Eli Hill: Some Days I Taste the World
5538 Santa Monica Blvd.
Los Angeles, CA 90038
Harkawik is pleased to present Some Days I Taste the World, an exhibition of new paintings by Eli Hill. Comprised of nine mid-size works, Some Days evidences Hill’s fascination with the way in which humans order and classify the natural world. His paintings speak to the problematics of anthropology, the subversion of the naturalist’s impulse to categorize, and the painter’s age-old communion with nature. Hill proposes a fascinating configuration of personal, political, and scientific concerns and draws parallels between the transgender body and planet Earth. Hill’s canvases merge figurative and landscape traditions, calling attention to the ways in which bodies—celestial, earthly or otherwise—are routinely subject to binaries, alienation, hierarchy and the struggle for survival and self-actualization.
The majority of the exhibition’s paintings are derived from the artist’s long distance runs and environmental work in the leafy Queens oasis of Forest Park.

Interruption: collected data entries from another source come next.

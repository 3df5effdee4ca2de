//! Commit construction for the two update strategies.
//!
//! Nothing here moves a ref: every function writes new objects into the
//! repository and returns the id of the tip that should be published.

use git2::{Oid, Repository, Signature};
use tracing::{debug, info};

use crate::conflict::ConflictReport;
use crate::context::OperationContext;
use crate::errors::ReconcileError;
use crate::git::GitClient;
use crate::models::UpdateStrategy;

/// Tip produced by a strategy, plus how many commit objects it wrote.
#[derive(Debug, Clone, Copy, PartialEq, Eq)]
pub struct BuiltTip {
    pub tip: Oid,
    pub commits_created: usize,
}

/// Outcome of a strategy that hit conflicts.
#[derive(Debug)]
pub struct Conflicted {
    pub report: ConflictReport,
    /// Commit being replayed when a rebase stopped.
    pub commit: Option<Oid>,
}

pub enum Built {
    Tip(BuiltTip),
    Conflicted(Conflicted),
}

/// Create a merge commit with parents `[ours, theirs]`.
///
/// Always produces a new commit, even when `ours` could be fast-forwarded.
pub fn merge_commit(
    client: &GitClient,
    ours: Oid,
    theirs: Oid,
    message: &str,
    signature: &Signature<'_>,
) -> Result<Built, ReconcileError> {
    let repo = client.repo();
    let ours_commit = repo.find_commit(ours)?;
    let theirs_commit = repo.find_commit(theirs)?;

    let mut index = repo.merge_commits(&ours_commit, &theirs_commit, None)?;
    if index.has_conflicts() {
        let report = ConflictReport::from_index(repo, &index, UpdateStrategy::Merge, None)?;
        debug!(files = report.files.len(), "merge conflicted");
        return Ok(Built::Conflicted(Conflicted {
            report,
            commit: None,
        }));
    }

    let tree_id = index.write_tree_to(repo)?;
    let tree = repo.find_tree(tree_id)?;
    let tip = client.write_commit(signature, signature, message, &tree, &[ours, theirs])?;
    info!(%tip, %ours, %theirs, "merge commit written");
    Ok(Built::Tip(BuiltTip {
        tip,
        commits_created: 1,
    }))
}

/// Replay the non-merge commits reachable from `head` but not `onto` on top
/// of `onto`, oldest first.
///
/// Authorship is preserved, the committer becomes `committer`. Replays that
/// change nothing are dropped.
pub fn rebase_onto(
    client: &GitClient,
    head: Oid,
    onto: Oid,
    committer: &Signature<'_>,
    ctx: &OperationContext,
) -> Result<Built, ReconcileError> {
    let repo = client.repo();
    let to_replay = client.commits_between(head, onto)?;
    let mut tip = onto;
    let mut created = 0usize;
    let mut skipped_merges = 0usize;
    let mut dropped = 0usize;

    for oid in to_replay {
        ctx.check(&format!("replaying {}", oid))?;
        let commit = repo.find_commit(oid)?;
        if commit.parent_count() > 1 {
            skipped_merges += 1;
            continue;
        }

        let tip_commit = repo.find_commit(tip)?;
        let mut index = repo.cherrypick_commit(&commit, &tip_commit, 0, None)?;
        if index.has_conflicts() {
            let report =
                ConflictReport::from_index(repo, &index, UpdateStrategy::Rebase, Some(oid))?;
            debug!(commit = %oid, files = report.files.len(), "replay conflicted");
            return Ok(Built::Conflicted(Conflicted {
                report,
                commit: Some(oid),
            }));
        }

        let tree_id = index.write_tree_to(repo)?;
        if tree_id == tip_commit.tree_id() {
            dropped += 1;
            continue;
        }
        let tree = repo.find_tree(tree_id)?;
        let message = commit.message_raw().unwrap_or("");
        tip = client.write_commit(&commit.author(), committer, message, &tree, &[tip])?;
        created += 1;
    }

    info!(%tip, created, skipped_merges, dropped, "rebase built");
    Ok(Built::Tip(BuiltTip {
        tip,
        commits_created: created,
    }))
}

/// Whether `ancestor` is reachable from `descendant` (or equal to it).
pub fn contains(repo: &Repository, descendant: Oid, ancestor: Oid) -> Result<bool, git2::Error> {
    Ok(descendant == ancestor || repo.graph_descendant_of(descendant, ancestor)?)
}
//! Domain model types used throughout prforge.
//!
//! These types bridge the reconciliation core, database layer, and web API.

use std::fmt;
use std::str::FromStr;

use chrono::{DateTime, Utc};
use serde::{Deserialize, Serialize};

// ---------------------------------------------------------------------------
// Repositories
// ---------------------------------------------------------------------------

/// `owner/name` pair identifying a repository.
#[derive(Debug, Clone, PartialEq, Eq, Hash, Serialize, Deserialize)]
pub struct RepoRef {
    pub owner: String,
    pub name: String,
}

impl RepoRef {
    pub fn new(owner: impl Into<String>, name: impl Into<String>) -> Self {
        Self {
            owner: owner.into(),
            name: name.into(),
        }
    }
}

impl fmt::Display for RepoRef {
    fn fmt(&self, f: &mut fmt::Formatter<'_>) -> fmt::Result {
        write!(f, "{}/{}", self.owner, self.name)
    }
}

impl FromStr for RepoRef {
    type Err = String;

    fn from_str(s: &str) -> Result<Self, Self::Err> {
        match s.split_once('/') {
            Some((owner, name)) if !owner.is_empty() && !name.is_empty() && !name.contains('/') => {
                Ok(Self::new(owner, name))
            }
            _ => Err(format!("'{}' is not in owner/name format", s)),
        }
    }
}

/// A registered repository.
#[derive(Debug, Clone, Serialize, Deserialize)]
pub struct Repository {
    pub id: i64,
    pub owner: String,
    pub name: String,
    pub default_branch: String,
    pub created_at: String,
}

impl Repository {
    pub fn repo_ref(&self) -> RepoRef {
        RepoRef::new(&self.owner, &self.name)
    }
}

// ---------------------------------------------------------------------------
// Access
// ---------------------------------------------------------------------------

/// Access level a user holds on a repository, ordered from least to most.
#[derive(Debug, Clone, Copy, PartialEq, Eq, PartialOrd, Ord, Serialize, Deserialize)]
#[serde(rename_all = "snake_case")]
pub enum AccessMode {
    None,
    Read,
    Write,
    Admin,
}

impl AccessMode {
    /// Parse a stored access string; unknown values grant nothing.
    pub fn from_str_val(s: &str) -> Self {
        match s {
            "read" => Self::Read,
            "write" => Self::Write,
            "admin" => Self::Admin,
            _ => Self::None,
        }
    }
}

impl fmt::Display for AccessMode {
    fn fmt(&self, f: &mut fmt::Formatter<'_>) -> fmt::Result {
        match self {
            Self::None => write!(f, "none"),
            Self::Read => write!(f, "read"),
            Self::Write => write!(f, "write"),
            Self::Admin => write!(f, "admin"),
        }
    }
}

/// Branch protection rule.
#[derive(Debug, Clone, Serialize, Deserialize)]
pub struct ProtectedBranch {
    pub repo_id: i64,
    pub branch: String,
    /// Writers may push new commits on top of the branch.
    pub allow_push: bool,
    /// Writers may rewrite the branch history.
    pub allow_force_push: bool,
}

// ---------------------------------------------------------------------------
// Pull requests
// ---------------------------------------------------------------------------

/// Lifecycle state of a pull request.
#[derive(Debug, Clone, Copy, Serialize, Deserialize, PartialEq, Eq)]
#[serde(rename_all = "snake_case")]
pub enum PullRequestState {
    Open,
    Closed,
    Merged,
}

impl PullRequestState {
    /// Parse a state string into a `PullRequestState`.
    pub fn from_str_val(s: &str) -> Self {
        match s {
            "closed" => Self::Closed,
            "merged" => Self::Merged,
            _ => Self::Open,
        }
    }
}

impl fmt::Display for PullRequestState {
    fn fmt(&self, f: &mut fmt::Formatter<'_>) -> fmt::Result {
        match self {
            Self::Open => write!(f, "open"),
            Self::Closed => write!(f, "closed"),
            Self::Merged => write!(f, "merged"),
        }
    }
}

/// A pull request proposing `head_branch` of `head` into `base_branch` of `base`.
#[derive(Debug, Clone, Serialize, Deserialize)]
pub struct PullRequest {
    pub id: i64,
    /// Per-base-repository number.
    pub index: i64,
    pub base_repo_id: i64,
    pub base: RepoRef,
    pub base_branch: String,
    pub head_repo_id: i64,
    pub head: RepoRef,
    pub head_branch: String,
    pub title: String,
    pub poster: String,
    pub state: PullRequestState,
    /// Base-repository writers may push to the head branch.
    pub allow_maintainer_edit: bool,
    pub merged_commit: Option<String>,
    pub merged_by: Option<String>,
    pub created_at: String,
    pub updated_at: String,
}

impl PullRequest {
    pub fn is_open(&self) -> bool {
        self.state == PullRequestState::Open
    }

    /// Head lives in a different repository than base.
    pub fn is_cross_repo(&self) -> bool {
        self.base_repo_id != self.head_repo_id
    }
}

/// Parameters for opening a pull request.
#[derive(Debug, Clone, Serialize, Deserialize)]
pub struct NewPullRequest {
    pub base: RepoRef,
    pub base_branch: String,
    pub head: RepoRef,
    pub head_branch: String,
    pub title: String,
    #[serde(default)]
    pub allow_maintainer_edit: bool,
}

// ---------------------------------------------------------------------------
// Divergence & reconciliation
// ---------------------------------------------------------------------------

/// Commits unique to each side of a pull request. Never persisted.
#[derive(Debug, Clone, Copy, Default, PartialEq, Eq, Serialize, Deserialize)]
pub struct DivergenceCount {
    pub ahead: usize,
    pub behind: usize,
}

/// How the head branch is brought up to date with base.
#[derive(Debug, Clone, Copy, Default, PartialEq, Eq, Hash, Serialize, Deserialize)]
#[serde(rename_all = "lowercase")]
pub enum UpdateStrategy {
    /// Merge the base tip into head with a merge commit.
    #[default]
    Merge,
    /// Replay head-only commits onto the base tip.
    Rebase,
}

impl fmt::Display for UpdateStrategy {
    fn fmt(&self, f: &mut fmt::Formatter<'_>) -> fmt::Result {
        match self {
            Self::Merge => write!(f, "merge"),
            Self::Rebase => write!(f, "rebase"),
        }
    }
}

impl FromStr for UpdateStrategy {
    type Err = String;

    fn from_str(s: &str) -> Result<Self, Self::Err> {
        match s {
            "merge" => Ok(Self::Merge),
            "rebase" => Ok(Self::Rebase),
            other => Err(format!(
                "invalid update style '{}': must be merge or rebase",
                other
            )),
        }
    }
}

/// Result of a successful update invocation.
#[derive(Debug, Clone, PartialEq, Eq, Serialize, Deserialize)]
#[serde(tag = "status", rename_all = "snake_case")]
pub enum UpdateOutcome {
    /// Head already contained all of base; nothing was written.
    AlreadyUpToDate { head: String },
    /// The head ref was advanced.
    Updated {
        strategy: UpdateStrategy,
        old_head: String,
        new_head: String,
        /// Number of commit objects written.
        commits_created: usize,
    },
}

impl UpdateOutcome {
    /// Tip of the head branch after the call.
    pub fn head(&self) -> &str {
        match self {
            Self::AlreadyUpToDate { head } => head,
            Self::Updated { new_head, .. } => new_head,
        }
    }
}

// ---------------------------------------------------------------------------
// Audit Entry
// ---------------------------------------------------------------------------

/// An audit-log entry.
#[derive(Debug, Clone, Serialize, Deserialize)]
pub struct AuditEntry {
    pub action: String,
    pub actor: Option<String>,
    pub repo: Option<String>,
    pub details: String,
    pub success: bool,
    pub timestamp: DateTime<Utc>,
}

impl AuditEntry {
    /// Create a success audit entry.
    pub fn success(action: &str, details: &str) -> Self {
        Self {
            action: action.to_string(),
            actor: None,
            repo: None,
            details: details.to_string(),
            success: true,
            timestamp: Utc::now(),
        }
    }

    /// Create a failure audit entry.
    pub fn failure(action: &str, details: &str) -> Self {
        Self {
            success: false,
            ..Self::success(action, details)
        }
    }

    pub fn by(mut self, actor: &str) -> Self {
        self.actor = Some(actor.to_string());
        self
    }

    pub fn on(mut self, repo: &RepoRef) -> Self {
        self.repo = Some(repo.to_string());
        self
    }
}
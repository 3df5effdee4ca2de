//! Author and committer signatures for platform users.
//!
//! An entry in the users file wins; anyone else gets `<username>@<domain>`.

pub mod mapper;

pub use mapper::{GitIdentity, IdentityMapper};
//! prforge web server and REST API.
//!
//! Provides an Axum-based HTTP server with:
//! - Health and status endpoints
//! - Repository, collaborator and branch protection management
//! - Pull request lifecycle, divergence and head-branch update
//! - File contents read/write
//! - Audit log API
//! - Bearer token authentication

pub mod api;

use std::future::Future;
use std::net::SocketAddr;
use std::sync::Arc;
use std::time::Instant;

use axum::extract::DefaultBodyLimit;
use axum::http::{header, Method};
use axum::Router;
use tower_http::cors::CorsLayer;
use tower_http::trace::TraceLayer;
use tracing::info;

use prforge_core::Forge;

/// Shared application state accessible from all handlers.
pub struct AppState {
    pub forge: Forge,
    pub started_at: Instant,
}

/// The web server.
pub struct WebServer {
    state: Arc<AppState>,
}

impl WebServer {
    pub fn new(forge: Forge) -> Self {
        let state = Arc::new(AppState {
            forge,
            started_at: Instant::now(),
        });
        Self { state }
    }

    /// The fully layered router; exposed for in-process tests.
    pub fn router(&self) -> Router {
        build_router(self.state.clone())
    }

    /// Serve on `listen_addr` until `shutdown` resolves, then drain
    /// in-flight requests.
    pub async fn start<F>(self, listen_addr: &str, shutdown: F) -> anyhow::Result<()>
    where
        F: Future<Output = ()> + Send + 'static,
    {
        let addr: SocketAddr = listen_addr.parse()?;
        let app = self.router();

        info!(addr = %addr, "starting web server");

        let listener = tokio::net::TcpListener::bind(addr).await?;
        axum::serve(listener, app)
            .with_graceful_shutdown(shutdown)
            .await?;

        info!("web server stopped");
        Ok(())
    }
}

fn build_router(state: Arc<AppState>) -> Router {
    let cors = CorsLayer::new()
        .allow_origin(tower_http::cors::Any)
        .allow_methods([
            Method::GET,
            Method::POST,
            Method::PUT,
            Method::PATCH,
            Method::DELETE,
        ])
        .allow_headers([header::CONTENT_TYPE, header::AUTHORIZATION]);
    let max_body = state.forge.config.web.max_body_bytes;

    Router::new()
        .merge(api::status::routes())
        .merge(api::auth::routes())
        .merge(api::repos::routes())
        .merge(api::pulls::routes())
        .merge(api::contents::routes())
        .merge(api::audit::routes())
        // Middleware
        .layer(DefaultBodyLimit::max(max_body))
        .layer(TraceLayer::new_for_http())
        .layer(cors)
        .with_state(state)
}
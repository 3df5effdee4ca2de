//! Core identity mapping logic.
//!
//! [`IdentityMapper`] turns a platform username into the name and email that
//! go on commits written for that user.

use std::collections::HashMap;
use std::path::{Path, PathBuf};
use std::sync::{Arc, RwLock};

use git2::Signature;
use serde::{Deserialize, Serialize};
use tracing::{debug, info, warn};

use crate::config::IdentityConfig;
use crate::errors::IdentityError;

/// A Git author/committer identity.
#[derive(Debug, Clone, Serialize, Deserialize, PartialEq, Eq)]
pub struct GitIdentity {
    /// Display name.
    pub name: String,
    /// Email address.
    pub email: String,
}

impl GitIdentity {
    /// A signature stamped with the current time.
    pub fn signature(&self) -> Result<Signature<'static>, IdentityError> {
        Signature::now(&self.name, &self.email).map_err(|e| IdentityError::InvalidSignature {
            name: self.name.clone(),
            email: self.email.clone(),
            detail: e.message().to_string(),
        })
    }
}

/// Contents of the identity mapping file:
///
/// ```toml
/// [users]
/// alice = { name = "Alice Smith", email = "alice@corp.example" }
/// ```
#[derive(Debug, Default, Deserialize)]
struct UsersFile {
    #[serde(default)]
    users: HashMap<String, GitIdentity>,
}

/// Read the mapping file. Entries whose email has no `@` are rejected so a
/// typo never ends up on a commit.
fn load_users(path: &Path) -> Result<HashMap<String, GitIdentity>, IdentityError> {
    let file_error = |detail: String| IdentityError::MappingFileError {
        path: path.display().to_string(),
        detail,
    };
    let text = std::fs::read_to_string(path)?;
    let parsed: UsersFile =
        toml::from_str(&text).map_err(|e| IdentityError::ParseError(e.to_string()))?;
    if let Some((user, _)) = parsed.users.iter().find(|(_, id)| !id.email.contains('@')) {
        return Err(file_error(format!("user '{}' has an invalid email", user)));
    }
    debug!(path = %path.display(), count = parsed.users.len(), "loaded identity mappings");
    Ok(parsed.users)
}

/// Username -> commit identity mapper.
///
/// Thread-safe: the mapping cache is wrapped in an `RwLock` so request
/// handlers can read concurrently and `reload()` can swap it.
pub struct IdentityMapper {
    cache: Arc<RwLock<HashMap<String, GitIdentity>>>,
    mapping_file_path: Option<PathBuf>,
    email_domain: Option<String>,
    service: GitIdentity,
}

impl IdentityMapper {
    /// Create a new `IdentityMapper` from an [`IdentityConfig`].
    ///
    /// If a mapping file is specified, it is loaded immediately.
    pub fn new(config: &IdentityConfig) -> Result<Self, IdentityError> {
        info!("initializing identity mapper");

        let entries = match &config.mapping_file {
            Some(path) if path.exists() => load_users(path)?,
            Some(path) => {
                warn!(path = %path.display(), "mapping file not found, starting with empty map");
                HashMap::new()
            }
            None => {
                debug!("no mapping file configured");
                HashMap::new()
            }
        };

        Ok(Self {
            cache: Arc::new(RwLock::new(entries)),
            mapping_file_path: config.mapping_file.clone(),
            email_domain: config.email_domain.clone(),
            service: GitIdentity {
                name: config.committer_name.clone(),
                email: config.committer_email.clone(),
            },
        })
    }

    /// Identity of the service account.
    pub fn service_identity(&self) -> &GitIdentity {
        &self.service
    }

    /// Map a username to a commit identity.
    ///
    /// Lookup order:
    /// 1. The service account name maps to the configured committer
    /// 2. Mapping file entry
    /// 3. `username@<email_domain>`
    /// 4. `username@<domain of the service committer email>`
    pub fn identity_for(&self, username: &str) -> Result<GitIdentity, IdentityError> {
        if username == self.service.name {
            return Ok(self.service.clone());
        }

        {
            let cache = self.cache.read().map_err(|_| IdentityError::LockPoisoned)?;
            if let Some(identity) = cache.get(username) {
                debug!(username, "found in mapping file cache");
                return Ok(identity.clone());
            }
        }

        let domain = self
            .email_domain
            .as_deref()
            .or_else(|| self.service.email.split_once('@').map(|(_, d)| d))
            .filter(|d| !d.is_empty());
        match domain {
            Some(domain) => {
                let identity = GitIdentity {
                    name: username.to_string(),
                    email: format!("{}@{}", username, domain),
                };
                debug!(username, email = %identity.email, "using fallback identity");
                Ok(identity)
            }
            None => Err(IdentityError::UserNotFound(username.to_string())),
        }
    }

    /// Signature for commits written on behalf of `username`.
    pub fn signature_for(&self, username: &str) -> Result<Signature<'static>, IdentityError> {
        self.identity_for(username)?.signature()
    }

    /// Reload the mapping file from disk.
    pub fn reload(&self) -> Result<(), IdentityError> {
        let Some(path) = &self.mapping_file_path else {
            debug!("no mapping file to reload");
            return Ok(());
        };

        let entries = load_users(path)?;
        let mut cache = self.cache.write().map_err(|_| IdentityError::LockPoisoned)?;
        *cache = entries;
        info!(path = %path.display(), count = cache.len(), "identity mapping reloaded");
        Ok(())
    }
}
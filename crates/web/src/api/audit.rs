//! Audit log API endpoints. Restricted to the service account.

use std::sync::Arc;

use axum::extract::{Query, State};
use axum::routing::get;
use axum::{Json, Router};
use serde::{Deserialize, Serialize};

use prforge_core::db::queries::AuditLogEntry;

use crate::api::auth::Actor;
use crate::api::blocking;
use crate::api::status::AppError;
use crate::AppState;

const DEFAULT_PAGE: u32 = 50;
const MAX_PAGE: u32 = 500;

/// `?limit=` and `?action=` filters.
#[derive(Deserialize)]
pub struct AuditFilter {
    limit: Option<u32>,
    action: Option<String>,
}

#[derive(Serialize)]
struct AuditPage {
    entries: Vec<AuditLogEntry>,
    total: usize,
}

pub fn routes() -> Router<Arc<AppState>> {
    Router::new().route("/api/v1/admin/audit", get(list_audit))
}

/// Newest entries first.
async fn list_audit(
    State(state): State<Arc<AppState>>,
    actor: Actor,
    Query(filter): Query<AuditFilter>,
) -> Result<Json<AuditPage>, AppError> {
    if actor.require()? != state.forge.service_account() {
        return Err(AppError::Forbidden("audit log is restricted to administrators".into()));
    }
    let limit = filter.limit.unwrap_or(DEFAULT_PAGE).min(MAX_PAGE);

    let entries = blocking(move || {
        let db = &state.forge.db;
        Ok(match filter.action.as_deref() {
            Some(action) => db.list_audit_log_by_action(action, limit)?,
            None => db.list_audit_log(limit)?,
        })
    })
    .await?;

    Ok(Json(AuditPage {
        total: entries.len(),
        entries,
    }))
}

Here, we bid farewell to the gray grit of the city and emerge into a landscape that is simultaneously natural and hallucinogenic. Verdant greens and earthy browns mingle with pale lavenders and silvery blues. The umber shadows of trees streak the soil, basking in the blood orange glow of an artificial sunset. Fluid brushstrokes waterfall down the canvases. Hill’s paintings of the natural world are borderline devotional; he is imploring us to worship the beauty and drama of nature in its fullness. Not unlike the still-lifes of Rachel Ruysch, insects creep out and leaves decay and decompose back into the earth. Split depicts a tree the artist passes by, an image so striking you can almost hear the sound of bark cracking. The branches are split in half and upheld by the flora around it. Community, mortality, and the life cycle are omnipresent.